The turkey coop is the scene of a terrifying memory of standing next to a bird taller than I was. (I ran.) The old hen house once had a purpose, but in later years only housed sacks of chicken feed and my 4H prize-winning flock of pullets in 1961. Also provided a wonderful place to hide during twilight games of hide-and-seek or cops-and-robbers. (Or just trying to get out of chicken-pickin.) The new hen house was filled with cages filled with hens, whose eggs when layed would roll down a little wire runway out of their reach and closer to mine. No wonder they were always cackling afterwards. There were also chickens in a more traditional set-up, whose warm bodies you sometimes had to reach under and get your hand pecked to gather the eggs. The small round steel henhouse was just another spot for yet another flock. Sometimes chicks. One morning the heat lamp got too close to the sawdust and caused a fire. It wasn’t til after I was at school that I realized that I too smelled like smoke!

The equipment shed housed my father’s Caterpillar tractor, Goliath. We used to ride with him while he plowed fields, what a thrill! Also in the shed were a binder and baler and several other smaller items like a rake (the kind with a hitch to be pulled by a tractor or truck) and several types of plows. And the maunure spreader.

Once my father was featured in a magazine article because he was the only farmer around who still plowed fields using a mule team. He had two mules named Ginny and Maude, and occasionally used them behind a plow, with himself walking behind and holding the plow and the reins, shouting directions to the mules, like “Gee” (G like “get,” ryhmes with “key”) and “Haw!” It was a sight to behold!

Susan, taken the day of the magazine article photos Picture of Daddy with Mules has been "misplaced"
In the tool shed/pump house there was every kind of tool you could name. And if it wasn’t there, Daddy would take a piece of metal and fire up the forge and make one.
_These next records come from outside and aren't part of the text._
//! 画素バッファへの描画

use rayon::prelude::*;

use super::colors::ColorPolicy;
use super::config::RenderMode;
use super::error::{ExplorerError, Result};
use super::mandelbrot::mandelbrot_iter;
use super::plane::ViewState;

/// 幅×高さの RGB 画素バッファ（行優先、0xRRGGBB）
#[derive(Debug, Clone, PartialEq, Eq)]
pub struct PixelBuffer {
    width: usize,
    height: usize,
    pixels: Vec<u32>,
}

impl PixelBuffer {
    pub fn new(width: usize, height: usize) -> Result<Self> {
        let len = check_dimensions(width, height)?;
        Ok(Self {
            width,
            height,
            pixels: vec![0; len],
        })
    }

    pub fn width(&self) -> usize {
        self.width
    }

    pub fn height(&self) -> usize {
        self.height
    }

    pub fn pixels(&self) -> &[u32] {
        &self.pixels
    }

    pub fn get(&self, x: usize, y: usize) -> Option<u32> {
        if x < self.width && y < self.height {
            Some(self.pixels[y * self.width + x])
        } else {
            None
        }
    }
}

pub(crate) fn check_dimensions(width: usize, height: usize) -> Result<usize> {
    match width.checked_mul(height) {
        Some(len) if len > 0 => Ok(len),
        _ => Err(ExplorerError::InvalidDimensions { width, height }),
    }
}

/// 1 ピクセル分の計算：座標変換 → 反復回数 → 色
#[inline]
fn shade(view: &ViewState, x: usize, y: usize, max_iter: u32, policy: ColorPolicy) -> u32 {
    let c = view.pixel_to_complex(x as f64, y as f64);
    let iter = mandelbrot_iter(c, max_iter);
    policy.color(iter, max_iter)
}

fn shade_row(
    row: &mut [u32],
    y: usize,
    view: &ViewState,
    max_iter: u32,
    policy: ColorPolicy,
) {
    for (x, pixel) in row.iter_mut().enumerate() {
        *pixel = shade(view, x, y, max_iter, policy);
    }
}

/// バッファ全体を描き直す
///
/// 各ピクセルは独立に計算するので、並列版でも出力は逐次版と一致する。
/// `&mut` で受け取るため、描画途中のバッファを他から読むことはできない。
pub fn render_into(
    buffer: &mut PixelBuffer,
    view: &ViewState,
    max_iter: u32,
    policy: ColorPolicy,
    mode: RenderMode,
) {
    let width = buffer.width;
    match mode {
        RenderMode::Sequential => {
            for (y, row) in buffer.pixels.chunks_mut(width).enumerate() {
                shade_row(row, y, view, max_iter, policy);
            }
        }
        RenderMode::Parallel => {
            buffer
                .pixels
                .par_chunks_mut(width)
                .enumerate()
                .for_each(|(y, row)| shade_row(row, y, view, max_iter, policy));
        }
    }
}

/// 新しいバッファに描画して返す
pub fn render(
    view: &ViewState,
    width: usize,
    height: usize,
    max_iter: u32,
    policy: ColorPolicy,
    mode: RenderMode,
) -> Result<PixelBuffer> {
    let mut buffer = PixelBuffer::new(width, height)?;
    render_into(&mut buffer, view, max_iter, policy, mode);
    Ok(buffer)
}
Well, perhaps he didn’t actually do that, but I spent many an hour in there with him cranking up the fire in the forge to help him while he pounded a piece of hot steel into whatever shape was required at the time. (more crank-turning!) Next to that tool shed was a windmill that held our water as it was pumped from the well. The actual operation of the pump had been transfered from the wind to electricity at that time, but the tank was still up on the structure. I think you get better water pressure if it is elevated. The tank, however, leaked and so in the wintertime huge ice columns would form and surround the structure. It was almost like our very own “fortress of solitude.”
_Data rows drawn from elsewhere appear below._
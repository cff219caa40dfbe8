//! マンデルブロ集合エクスプローラ
//!
//! 描画・座標変換・ズーム処理はすべて `common` 以下にまとめ、
//! ウィンドウ表示 (minifb) はバイナリ側が担当する。

pub mod common;

pub use common::colors::ColorPolicy;
pub use common::config::{ExplorerConfig, RenderMode};
pub use common::error::{ExplorerError, Result};
pub use common::explorer::Explorer;
pub use common::plane::ViewState;
pub use common::render::PixelBuffer;
pub use common::view::ClickButton;
//! 共通定数

/// 描画領域の幅
pub const CANVAS_WIDTH: usize = 600;
/// 描画領域の高さ
pub const CANVAS_HEIGHT: usize = 600;

/// 最大反復回数（帯状カラー版）
pub const MAX_ITER: u32 = 500;

/// 最大反復回数（二値カラー版）
pub const BINARY_MAX_ITER: u32 = 50;

/// 初期ズーム倍率（1 単位あたりのピクセル数）
pub const DEFAULT_ZOOM: f64 = 100.0;

/// 初期表示の左上座標
pub const DEFAULT_TOP_LEFT_X: f64 = -3.0;
pub const DEFAULT_TOP_LEFT_Y: f64 = 3.0;

/// 脱出判定に使う |z|² の上限
pub const ESCAPE_RADIUS_SQR: f64 = 4.0;

/// 帯状カラーの基本色
pub const BAND_BASE_COLOR: u32 = 0b0111_1010_0000_1011_0110_1110;
/// 帯状カラーのマスク（反復回数に応じて左シフトする）
pub const BAND_MASK: u32 = 0b0000_0000_0000_0111_1111_1111;
/// 何反復ごとにマスクを 1 ビットずらすか
pub const BAND_WIDTH: u32 = 5;

/// 二値カラーで発散した点に塗る色
pub const BINARY_ESCAPE_COLOR: u32 = 0xFFFFFF;

/// 集合内部の色
pub const INSIDE_COLOR: u32 = 0x000000;

/// 左クリックのズーム倍率
pub const ZOOM_FACTOR_IN: f64 = 2.0;

/// 右クリックのズーム倍率
pub const ZOOM_FACTOR_OUT: f64 = 0.5;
The corn crib provided more sources of amusement. We would each take a position on one side or the other and hurl dried corn cobs (the corn still on them) at each other until someone got hit or hurt. I had to go to the doctor once to get a corn kernel taken out of my eye. In the corn crib there was a corn-shelling machine. Yep, you guessed it, more crank-turning! As the crank was turned, the corn was fed into one end and it went through the middle of two large wheels. The dried corn was rubbed off the cob and dropped through a hole in the bottom into a bucket underneath. The empty cob came out the other end and dropped into a basket. No, we did not take these to the outhouse. That’s where the old Sears catalogs went. Kidding! (No, I’m not, really.) The shelled corn was then fed to the chickens. The pigs were fed the corn still on the cob. The cattle got corn mixed in with other stuff called mash. The chickens got mash too, usually what you think is called chicken feed, but it was mixed with wheat, or it was actually ground-up wheat. Fascinating, isn’t it?
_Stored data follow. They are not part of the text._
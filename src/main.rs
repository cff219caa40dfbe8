//! マンデルブロ集合インタラクティブビューア
//!
//! 操作方法:
//!   - 左クリック: クリック位置を中心に 2 倍に拡大
//!   - 右クリック: クリック位置を中心に 1/2 に縮小
//!   - R キー: 初期表示にリセット
//!   - Q / Escape キー: 終了

use std::process;
use std::time::Instant;

use clap::{Parser, ValueEnum};
use fractal_explorer::{ClickButton, ColorPolicy, Explorer, ExplorerConfig, RenderMode, ViewState};
use log::{error, info};
use minifb::{Key, KeyRepeat, MouseButton, MouseMode, Window, WindowOptions};

const WINDOW_TITLE: &str = "Fractal Explorer";

#[derive(Debug, Clone, Copy, ValueEnum)]
enum Preset {
    /// 500 反復 + 帯状カラー
    Banded,
    /// 50 反復 + 二値カラー
    Binary,
}

fn parse_palette(name: &str) -> Result<ColorPolicy, String> {
    ColorPolicy::from_cli_name(name).ok_or_else(|| {
        let names: Vec<&str> = ColorPolicy::all().iter().map(|p| p.cli_name()).collect();
        format!("unknown palette '{}' (expected one of: {})", name, names.join(", "))
    })
}

/// クリックで拡大・縮小できるマンデルブロ集合ビューア
///
/// 引数なしで起動すると 600x600、500 反復、帯状カラーで表示する。
#[derive(Parser, Debug)]
#[command(name = "fractal-explorer", version, about)]
struct Cli {
    /// 基本設定
    #[arg(long, value_enum, default_value_t = Preset::Banded)]
    preset: Preset,

    /// 描画領域の幅（ピクセル）
    #[arg(long)]
    width: Option<usize>,

    /// 描画領域の高さ（ピクセル）
    #[arg(long)]
    height: Option<usize>,

    /// 最大反復回数
    #[arg(long)]
    max_iterations: Option<u32>,

    /// 初期ズーム倍率
    #[arg(long)]
    zoom: Option<f64>,

    /// 初期表示の左上 x
    #[arg(long, allow_negative_numbers = true)]
    top_left_x: Option<f64>,

    /// 初期表示の左上 y
    #[arg(long, allow_negative_numbers = true)]
    top_left_y: Option<f64>,

    /// 配色（プリセットの配色を上書き）
    #[arg(long, value_parser = parse_palette)]
    palette: Option<ColorPolicy>,

    /// rayon で行単位に並列描画する
    #[arg(long)]
    parallel: bool,
}

impl Cli {
    fn into_config(self) -> fractal_explorer::Result<ExplorerConfig> {
        let mut config = match self.preset {
            Preset::Banded => ExplorerConfig::banded(),
            Preset::Binary => ExplorerConfig::binary(),
        };

        if let Some(width) = self.width {
            config.width = width;
        }
        if let Some(height) = self.height {
            config.height = height;
        }
        if let Some(iters) = self.max_iterations {
            config.max_iterations = iters;
        }
        if let Some(palette) = self.palette {
            config.color_policy = palette;
        }
        if self.parallel {
            config.render_mode = RenderMode::Parallel;
        }

        let base = config.initial_view;
        config.initial_view = ViewState::new(
            self.top_left_x.unwrap_or(base.top_left_x()),
            self.top_left_y.unwrap_or(base.top_left_y()),
            self.zoom.unwrap_or(base.zoom_factor()),
        )?;

        config.validate()?;
        Ok(config)
    }
}

fn log_redraw(explorer: &Explorer, start: Instant) {
    let center = explorer.center();
    info!(
        "再描画: {:.2?} [{}] | 中心: ({:.6}, {:.6}i) | ズーム: x{:.2e}",
        start.elapsed(),
        explorer.config().render_mode,
        center.re,
        center.im,
        explorer.view().zoom_factor()
    );
}

fn window_title(explorer: &Explorer) -> String {
    format!("{} x{:.2e}", WINDOW_TITLE, explorer.view().zoom_factor())
}

/// 押した瞬間だけ true を返すボタン状態
#[derive(Default)]
struct EdgeTrigger {
    prev_down: bool,
}

impl EdgeTrigger {
    fn pressed(&mut self, down: bool) -> bool {
        let pressed = down && !self.prev_down;
        self.prev_down = down;
        pressed
    }
}

fn run(config: ExplorerConfig) -> Result<(), Box<dyn std::error::Error>> {
    let (width, height) = (config.width, config.height);
    info!(
        "{}x{} | 最大反復 {} | 配色 {} | {}",
        width,
        height,
        config.max_iterations,
        config.color_policy.cli_name(),
        config.render_mode
    );

    let mut window = Window::new(
        WINDOW_TITLE,
        width,
        height,
        WindowOptions {
            resize: false,
            ..WindowOptions::default()
        },
    )?;
    window.set_target_fps(60);

    let start = Instant::now();
    let mut explorer = Explorer::new(config)?;
    info!("初期描画完了: {:.2?}", start.elapsed());
    window.set_title(&window_title(&explorer));

    let mut left = EdgeTrigger::default();
    let mut right = EdgeTrigger::default();

    while window.is_open() && !window.is_key_down(Key::Escape) && !window.is_key_down(Key::Q) {
        let mut changed = false;

        if window.is_key_pressed(Key::R, KeyRepeat::No) {
            let start = Instant::now();
            explorer.reset();
            log_redraw(&explorer, start);
            changed = true;
        }

        let left_pressed = left.pressed(window.get_mouse_down(MouseButton::Left));
        let right_pressed = right.pressed(window.get_mouse_down(MouseButton::Right));

        if let Some((mx, my)) = window.get_mouse_pos(MouseMode::Discard) {
            let (x, y) = (mx.floor() as f64, my.floor() as f64);
            for (pressed, button) in [
                (left_pressed, ClickButton::Primary),
                (right_pressed, ClickButton::Secondary),
            ] {
                if !pressed {
                    continue;
                }
                let start = Instant::now();
                match explorer.on_click(button, x, y) {
                    Ok(true) => {
                        log_redraw(&explorer, start);
                        changed = true;
                    }
                    Ok(false) => {}
                    Err(e) => error!("ズームできません: {}", e),
                }
            }
        }

        if changed {
            window.set_title(&window_title(&explorer));
        }

        window.update_with_buffer(explorer.buffer().pixels(), width, height)?;
    }

    info!("終了しました");
    Ok(())
}

fn main() {
    env_logger::Builder::from_env(env_logger::Env::default().default_filter_or("info")).init();

    let config = match Cli::parse().into_config() {
        Ok(config) => config,
        Err(e) => {
            error!("設定が不正です: {}", e);
            process::exit(2);
        }
    };

    if let Err(e) = run(config) {
        error!("{}", e);
        process::exit(1);
    }
}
The lower barn and the upper barn were both designed for dairy cattle. The lower barn was built first and was near the windmill. The upper barn was new and improved, and had a state-of-the-art milking system in it, whereas the lower barn barely had electricity. After the upper barn was built, the lower barn housed the pigs and beef cattle and the pony. It had a hayloft full of hay which provided endless hours of entertainment for us. The upper barn was equiped not only with the new milking system, but also a wonderful manure removal system. No more wheelbarrows! There was a large drum-shaped receptical on a track suspended from the ceiling with chains and pulleys. All you had to do was run it to the end of the barn and out to the manure pit. What could be easier? The maunure pit was somewhat of a fascination all itself. In the winter time I remember my brother once boasting that it was so cold that all the manure was so frozen he could walk on it. Well, guess what, he couldn’t! He sank in to his knees, and we almost wet ourselves laughing. In the spring the manure was shoveled into the manure spredder with some straw and dragged behind the truck in the crop fields. It was recycling at its most basic.

In the hay loft of the upper barn there was another set of tracks with chains and pulleys. This one operated the hay fork. After the hay was baled it was lifted by a huge fork in blocks of maybe a dozen at a time. The system was designed to somehow swing the bundle into the hayloft thru the door automatically and release the bundle inside. (or was there someone inside operating the controls?) Another person inside had the job of arranging the bales neatly. This was not always properly executed because later our explorations would reveal hidden tunnels and caverns. Does this sound dangerous? You bet it was! But we survived, we flourished! We invented more games as we built fortresses and choose sides. The hay fork itself became our plaything. There was a platform way up top of the south end where the rail was anchored to the ceiling. From there or part way up the ladder we would swing out on the rope and let go to land in a pile of hay. By the way, do you know how hard a pile of hay can be? I bet you don’t.

Swimming Pool

We had a big 25 x 75 foot swimming pool behind the house, but it wasn't filtered. Daddy built it, but he never hooked up the filtering system. So every year there was a big deal made of cleaning it out when the weather got warm. The water was left in over the winter so the foundation wouldn’t crack, and provided a place for us to ice skate and slip and slide on our feet and sleds if there was no snow.

To clean it, we would let the water out, scrub it down, and fill it up again. Since we had our own well, a pipe ran from the tool shed where the pump was, across the strawberry patch, under the clotheslines, over to the swimming pool, and the water was only turned on at certain times of the day, usually at night. It took about two weeks to fill the darn thing up! But we still had a lot of fun in the meantime. We would take turns sliding down the little stream of water as it ran down from the shallow end, sliding on our bare feet. Bear in mind that this was a concrete pool! Our feet would get really raw doing this, and we had to stop and play somewhere else for a while.

After it was full we had lots of other games to play. The deep end was about 8 feet deep. There was a large tractor inner tube that provided the base for a “king of the inner-tube” game, and a target to dive through from the diving board. The “king of the inner-tube” game was made more interesting by jumping from the diving board feet first to try and unseat the occupant. On the north side of the pool, my father erected “the pole.” It was a skinned pine log about 10 feet long. (A 10-foot pole!) The game we made up for it was to walk along it until you lost balance and fell off. Since the pole tapered down to a point of about 10 inches in diameter, it became very “springy” towards the small end. The person who made it the farthest won the competiton. The better competitors would also use it to dive through the inner-tube.

Life on the farm was always interesting, never a dull moment at best, even if you had to make your own fun. There was always plenty to do, and if neccesary, places to hide to get out of doing it. These were the “good ole days” although we didn’t realize it at the time. It was unique and special and I feel unique and special to have experienced it.